I can't make it Sat 
But I am going out Sunday if any one wants to come along
l have a pic from last weekend at Kingscliff
Andrew [fishmatics] caught a nice snaper and got smoked by a big kingie on 60lb line
Duran got the surprise of his life :shock: when a big whale popped up 12m in front of him, l saw his tail going down 12m out the side of me
It makes you think how lucky we are to experience all this with kayak fishing

Do shark shield work on whales 

Steven and l didn't have much luck with the fishing but lost our anchors when we had to cut them loose after getting them hooked on the reef


----------



## PoddyMullet (Aug 29, 2005)

A nice snapper, a 60lb line runaway, and Jonah coming up for a breather within tickling distance....it's not a dull trip with you gents :!:


----------



## Shoey (Aug 30, 2005)

Good luck guys.

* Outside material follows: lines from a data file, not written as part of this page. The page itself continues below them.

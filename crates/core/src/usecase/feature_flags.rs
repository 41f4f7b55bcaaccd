use parking_lot::RwLock;
use serde::Serialize;
use sha2::{Digest, Sha256};

use crate::domain::engine::EngineKind;
use crate::domain::settings::{RolloutConfig, RolloutPhase};

/// 判定を決めた規則
#[derive(Debug, Clone, PartialEq, Serialize)]
#[serde(tag = "rule", rename_all = "snake_case")]
pub enum DecisionRule {
    DenyList,
    AllowList,
    /// バケットとフェーズの割合で決まった
    Percentage { bucket: f32, percentage: f32 },
}

impl DecisionRule {
    /// 監査記録用の短い表記
    pub fn describe(&self, phase: RolloutPhase) -> String {
        match self {
            Self::DenyList => "flag:deny_list".to_string(),
            Self::AllowList => "flag:allow_list".to_string(),
            Self::Percentage { bucket, percentage } => {
                format!("flag:{}:{bucket:.2}<{percentage}", phase.as_str())
            }
        }
    }
}

/// 呼び出し元ごとのフラグ判定
#[derive(Debug, Clone, PartialEq, Serialize)]
pub struct FlagDecision {
    pub flag: String,
    pub caller_id: String,
    pub phase: RolloutPhase,
    /// 新エンジン対象か
    pub enabled: bool,
    pub engine: EngineKind,
    pub rule: DecisionRule,
}

/// 呼び出し元 ID を [0, 100) に写す。乱数は使わない。
pub fn bucket(flag: &str, caller_id: &str) -> f32 {
    let digest = Sha256::digest(format!("{flag}:{caller_id}").as_bytes());
    let mut head = [0u8; 8];
    head.copy_from_slice(&digest[..8]);
    (u64::from_be_bytes(head) % 10_000) as f32 / 100.0
}

/// ロールアウト制御。設定の差し替えは次の判定から効く。
pub struct FeatureFlags {
    config: RwLock<RolloutConfig>,
}

impl FeatureFlags {
    pub fn new(config: RolloutConfig) -> Self {
        Self {
            config: RwLock::new(config),
        }
    }

    pub fn config(&self) -> RolloutConfig {
        self.config.read().clone()
    }

    pub fn update(&self, config: RolloutConfig) {
        log::info!(
            "ロールアウト設定を更新: {} phase={} ({}%)",
            config.flag,
            config.phase.as_str(),
            config.percentage()
        );
        *self.config.write() = config;
    }

    pub fn decide(&self, caller_id: &str) -> FlagDecision {
        let config = self.config.read();
        let (enabled, rule) = if config.deny_list.iter().any(|c| c == caller_id) {
            (false, DecisionRule::DenyList)
        } else if config.allow_list.iter().any(|c| c == caller_id) {
            (true, DecisionRule::AllowList)
        } else {
            let bucket = bucket(&config.flag, caller_id);
            let percentage = config.percentage();
            (bucket < percentage, DecisionRule::Percentage { bucket, percentage })
        };
        FlagDecision {
            flag: config.flag.clone(),
            caller_id: caller_id.to_string(),
            phase: config.phase,
            enabled,
            engine: if enabled { config.candidate } else { config.baseline },
            rule,
        }
    }
}

#[cfg(test)]
mod tests {
    use super::*;

    fn flags(phase: RolloutPhase) -> FeatureFlags {
        FeatureFlags::new(RolloutConfig {
            phase,
            ..Default::default()
        })
    }

    #[test]
    fn test_bucket_range_and_stability() {
        for i in 0..500 {
            let b = bucket("synthesis_engine", &format!("caller-{i}"));
            assert!((0.0..100.0).contains(&b));
        }
        assert_eq!(bucket("f", "alice"), bucket("f", "alice"));
        assert_ne!(bucket("f", "alice"), bucket("g", "alice"));
    }

    #[test]
    fn test_phase_extremes() {
        let off = flags(RolloutPhase::Disabled);
        let ga = flags(RolloutPhase::Ga);
        for i in 0..200 {
            let caller = format!("caller-{i}");
            assert_eq!(off.decide(&caller).engine, EngineKind::Primary);
            assert_eq!(ga.decide(&caller).engine, EngineKind::Secondary);
        }
    }

    #[test]
    fn test_lists_override_percentage() {
        let f = FeatureFlags::new(RolloutConfig {
            phase: RolloutPhase::Ga,
            allow_list: vec!["vip".into(), "both".into()],
            deny_list: vec!["blocked".into(), "both".into()],
            ..Default::default()
        });
        let d = f.decide("blocked");
        assert!(!d.enabled);
        assert_eq!(d.rule, DecisionRule::DenyList);
        // deny が allow より優先
        assert_eq!(f.decide("both").rule, DecisionRule::DenyList);

        f.update(RolloutConfig {
            phase: RolloutPhase::Disabled,
            allow_list: vec!["vip".into()],
            ..Default::default()
        });
        let d = f.decide("vip");
        assert!(d.enabled);
        assert_eq!(d.rule, DecisionRule::AllowList);
    }

    #[test]
    fn test_update_takes_effect_immediately() {
        let f = flags(RolloutPhase::Disabled);
        assert!(!f.decide("caller-1").enabled);
        f.update(RolloutConfig {
            phase: RolloutPhase::Ga,
            ..Default::default()
        });
        assert!(f.decide("caller-1").enabled);
    }

    #[test]
    fn test_rule_description() {
        let d = flags(RolloutPhase::Beta).decide("caller-1");
        assert!(d.rule.describe(d.phase).starts_with("flag:beta:"));
    }
}
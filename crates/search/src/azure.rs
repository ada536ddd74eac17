//! Azure AI Search REST client.
//!
//! Issues a single `docs/search` call per request and maps the raw result
//! rows onto [`Document`] using the configured field names.

use crate::client::SearchClient;
use crate::types::{Caption, Document, SearchRequest, VectorQuery};
use grounded_core::config::SearchConfig;
use grounded_core::{AppError, AppResult};
use grounded_llm::providers::http_client;
use reqwest::Client;
use serde::{Deserialize, Serialize};
use serde_json::{Map, Value};

const SEMANTIC_CONFIGURATION: &str = "default";
const EXTRACTIVE_CAPTIONS: &str = "extractive|highlight-false";

#[derive(Debug, Serialize)]
#[serde(rename_all = "camelCase")]
struct SearchBody<'a> {
    search: &'a str,
    top: usize,
    #[serde(skip_serializing_if = "Option::is_none")]
    filter: Option<&'a str>,
    #[serde(skip_serializing_if = "Option::is_none")]
    query_type: Option<&'static str>,
    #[serde(skip_serializing_if = "Option::is_none")]
    query_language: Option<&'a str>,
    #[serde(skip_serializing_if = "Option::is_none")]
    speller: Option<&'a str>,
    #[serde(skip_serializing_if = "Option::is_none")]
    semantic_configuration: Option<&'static str>,
    #[serde(skip_serializing_if = "Option::is_none")]
    captions: Option<&'static str>,
    #[serde(skip_serializing_if = "Vec::is_empty")]
    vector_queries: Vec<VectorQueryBody<'a>>,
}

#[derive(Debug, Serialize)]
struct VectorQueryBody<'a> {
    kind: &'static str,
    vector: &'a [f32],
    k: usize,
    fields: &'a str,
}

impl<'a> From<&'a VectorQuery> for VectorQueryBody<'a> {
    fn from(query: &'a VectorQuery) -> Self {
        Self {
            kind: "vector",
            vector: &query.vector,
            k: query.k_nearest_neighbors,
            fields: &query.fields,
        }
    }
}

#[derive(Debug, Deserialize)]
struct SearchResponse {
    #[serde(default)]
    value: Vec<Map<String, Value>>,
}

/// Client for one Azure AI Search index.
pub struct AzureSearchClient {
    client: Client,
    endpoint: String,
    api_key: String,
    config: SearchConfig,
}

impl AzureSearchClient {
    /// Create a client from the `search` config section.
    ///
    /// # Errors
    /// Returns `AppError::Config` when no endpoint is configured.
    pub fn new(config: &SearchConfig, api_key: impl Into<String>) -> AppResult<Self> {
        let endpoint = config
            .endpoint
            .as_deref()
            .ok_or_else(|| AppError::Config("Search endpoint is not configured".to_string()))?;

        Ok(Self {
            client: http_client()?,
            endpoint: endpoint.trim_end_matches('/').to_string(),
            api_key: api_key.into(),
            config: config.clone(),
        })
    }

    fn url(&self) -> String {
        format!(
            "{}/indexes/{}/docs/search?api-version={}",
            self.endpoint, self.config.index, self.config.api_version
        )
    }

    fn build_body<'a>(&'a self, request: &'a SearchRequest) -> SearchBody<'a> {
        let semantic = request.uses_semantic_path();

        SearchBody {
            search: request.query_text.as_deref().unwrap_or(""),
            top: request.top,
            filter: request.filter.as_deref(),
            query_type: semantic.then_some("semantic"),
            query_language: semantic.then_some(self.config.query_language.as_str()),
            speller: semantic.then_some(self.config.query_speller.as_str()),
            semantic_configuration: semantic.then_some(SEMANTIC_CONFIGURATION),
            captions: (semantic && request.use_semantic_captions).then_some(EXTRACTIVE_CAPTIONS),
            vector_queries: request.vectors.iter().map(VectorQueryBody::from).collect(),
        }
    }

    fn map_document(&self, mut row: Map<String, Value>) -> Document {
        let mut take_string = |key: &str| match row.remove(key) {
            Some(Value::String(s)) => Some(s),
            _ => None,
        };

        let content = take_string(&self.config.content_field);
        let sourcepage = take_string(&self.config.sourcepage_field);
        let id = take_string("id");
        let category = take_string("category");
        let sourcefile = take_string("sourcefile");

        let captions = row
            .remove("@search.captions")
            .and_then(|v| serde_json::from_value::<Vec<Caption>>(v).ok())
            .unwrap_or_default();

        Document {
            id,
            content,
            embedding: take_json(&mut row, "embedding"),
            category,
            sourcepage,
            sourcefile,
            oids: take_json(&mut row, "oids"),
            groups: take_json(&mut row, "groups"),
            captions,
            score: row.get("@search.score").and_then(Value::as_f64),
            reranker_score: row.get("@search.rerankerScore").and_then(Value::as_f64),
        }
    }
}

fn take_json<T: serde::de::DeserializeOwned>(row: &mut Map<String, Value>, key: &str) -> Option<T> {
    row.remove(key)
        .filter(|v| !v.is_null())
        .and_then(|v| serde_json::from_value(v).ok())
}

#[async_trait::async_trait]
impl SearchClient for AzureSearchClient {
    fn index_name(&self) -> &str {
        &self.config.index
    }

    async fn search(&self, request: &SearchRequest) -> AppResult<Vec<Document>> {
        let body = self.build_body(request);

        tracing::info!(
            index = %self.config.index,
            top = request.top,
            semantic = request.uses_semantic_path(),
            vectors = request.vectors.len(),
            "Searching index"
        );

        let response = self
            .client
            .post(self.url())
            .header("api-key", &self.api_key)
            .json(&body)
            .send()
            .await
            .map_err(|e| AppError::Search(format!("Failed to send search request: {}", e)))?;

        if !response.status().is_success() {
            let status = response.status();
            let error_text = response
                .text()
                .await
                .unwrap_or_else(|_| "Unknown error".to_string());
            return Err(AppError::Search(format!(
                "Search API error ({}): {}",
                status, error_text
            )));
        }

        let parsed: SearchResponse = response
            .json()
            .await
            .map_err(|e| AppError::Search(format!("Failed to parse search response: {}", e)))?;

        let documents: Vec<Document> = parsed
            .value
            .into_iter()
            .map(|row| self.map_document(row))
            .collect();

        tracing::debug!(results = documents.len(), "Search complete");

        Ok(documents)
    }
}
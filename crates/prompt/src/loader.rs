//! Prompt loader for YAML prompt definitions stored in `.grounded/prompts/`.

use crate::types::PromptDefinition;
use grounded_core::{AppError, AppResult};
use std::path::{Path, PathBuf};

/// Directory holding prompt definitions, relative to the workspace.
const PROMPTS_DIR: &str = ".grounded/prompts";

/// File extensions recognised as prompt definitions.
const PROMPT_EXTENSIONS: [&str; 2] = ["yml", "yaml"];

/// Load a prompt definition by ID from the workspace.
///
/// Looks for `<id>.yml` (or `<id>.yaml`) in `.grounded/prompts/`.
///
/// # Example
/// ```no_run
/// use grounded_prompt::load_prompt;
/// use std::path::Path;
///
/// # fn example() -> Result<(), Box<dyn std::error::Error>> {
/// let prompt = load_prompt(Path::new("."), "claims.sql")?;
/// println!("Loaded prompt: {}", prompt.title);
/// # Ok(())
/// # }
/// ```
pub fn load_prompt(workspace_path: &Path, prompt_id: &str) -> AppResult<PromptDefinition> {
    let prompt_file = find_prompt_file(workspace_path, prompt_id).ok_or_else(|| {
        AppError::Prompt(format!(
            "Prompt '{}' not found in {:?}",
            prompt_id,
            workspace_path.join(PROMPTS_DIR)
        ))
    })?;

    tracing::debug!("Loading prompt from: {:?}", prompt_file);

    let contents = std::fs::read_to_string(&prompt_file).map_err(|e| {
        AppError::Prompt(format!(
            "Failed to read prompt file {:?}: {}",
            prompt_file, e
        ))
    })?;

    let definition: PromptDefinition = serde_yaml::from_str(&contents).map_err(|e| {
        AppError::Prompt(format!(
            "Failed to parse prompt YAML {:?}: {}",
            prompt_file, e
        ))
    })?;

    validate_prompt(&definition)?;

    tracing::info!("Loaded prompt: {} ({})", definition.id, definition.title);

    Ok(definition)
}

/// List all prompt IDs in the workspace, sorted.
pub fn list_prompts(workspace_path: &Path) -> AppResult<Vec<String>> {
    let prompts_dir = workspace_path.join(PROMPTS_DIR);

    if !prompts_dir.exists() {
        return Ok(Vec::new());
    }

    let mut prompt_ids: Vec<String> = walkdir::WalkDir::new(&prompts_dir)
        .max_depth(1)
        .into_iter()
        .filter_map(|e| e.ok())
        .filter(|e| e.file_type().is_file() && has_prompt_extension(e.path()))
        .filter_map(|e| {
            e.path()
                .file_stem()
                .and_then(|s| s.to_str())
                .map(str::to_string)
        })
        .collect();

    prompt_ids.sort();
    prompt_ids.dedup();

    Ok(prompt_ids)
}

fn find_prompt_file(workspace_path: &Path, prompt_id: &str) -> Option<PathBuf> {
    let prompts_dir = workspace_path.join(PROMPTS_DIR);
    PROMPT_EXTENSIONS
        .iter()
        .map(|ext| prompts_dir.join(format!("{}.{}", prompt_id, ext)))
        .find(|path| path.is_file())
}

fn has_prompt_extension(path: &Path) -> bool {
    path.extension()
        .and_then(|s| s.to_str())
        .map(|ext| PROMPT_EXTENSIONS.contains(&ext))
        .unwrap_or(false)
}

/// Validate a prompt definition.
fn validate_prompt(def: &PromptDefinition) -> AppResult<()> {
    if def.id.is_empty() {
        return Err(AppError::Prompt("Prompt ID cannot be empty".to_string()));
    }

    if def.title.is_empty() {
        return Err(AppError::Prompt("Prompt title cannot be empty".to_string()));
    }

    if def.template.trim().is_empty() {
        return Err(AppError::Prompt(
            "Prompt template cannot be empty".to_string(),
        ));
    }

    if !def.api_version.contains('.') {
        return Err(AppError::Prompt(format!(
            "Invalid apiVersion format: {}. Expected format: 'x.y'",
            def.api_version
        )));
    }

    Ok(())
}
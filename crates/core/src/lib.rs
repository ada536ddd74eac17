//! Grounded Core Library
//!
//! This crate provides the foundational utilities shared by every grounded crate:
//! - Error handling (`AppError`, `AppResult`)
//! - Logging infrastructure
//! - Configuration management

pub mod config;
pub mod error;
pub mod logging;

// Re-export commonly used types
pub use config::AppConfig;
pub use error::{AppError, AppResult};
//! Retrieval backends for grounded.
//!
//! This crate provides:
//! - `Document`, `SearchRequest` and `VectorQuery` types
//! - The `SearchClient` trait and an Azure AI Search implementation
//! - Query embedding providers (OpenAI, Azure OpenAI, Ollama, local trigram)

pub mod azure;
pub mod client;
pub mod embeddings;
pub mod types;

pub use azure::AzureSearchClient;
pub use client::SearchClient;
pub use embeddings::{create_provider, EmbeddingProvider};
pub use types::{Caption, Document, SearchRequest, VectorQuery};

Im still off the water for another month or so, pool's finished but im about to start the decking. Cant wait for summer when all my winter chores will hopefully be behind me.


----------



## spottymac (Aug 29, 2005)

Poddy we are very lucky to have good fishing areas right on our door step
Shoey you will have a bit of catahing up to do when you get back on the water ;you will be a bit rusty


----------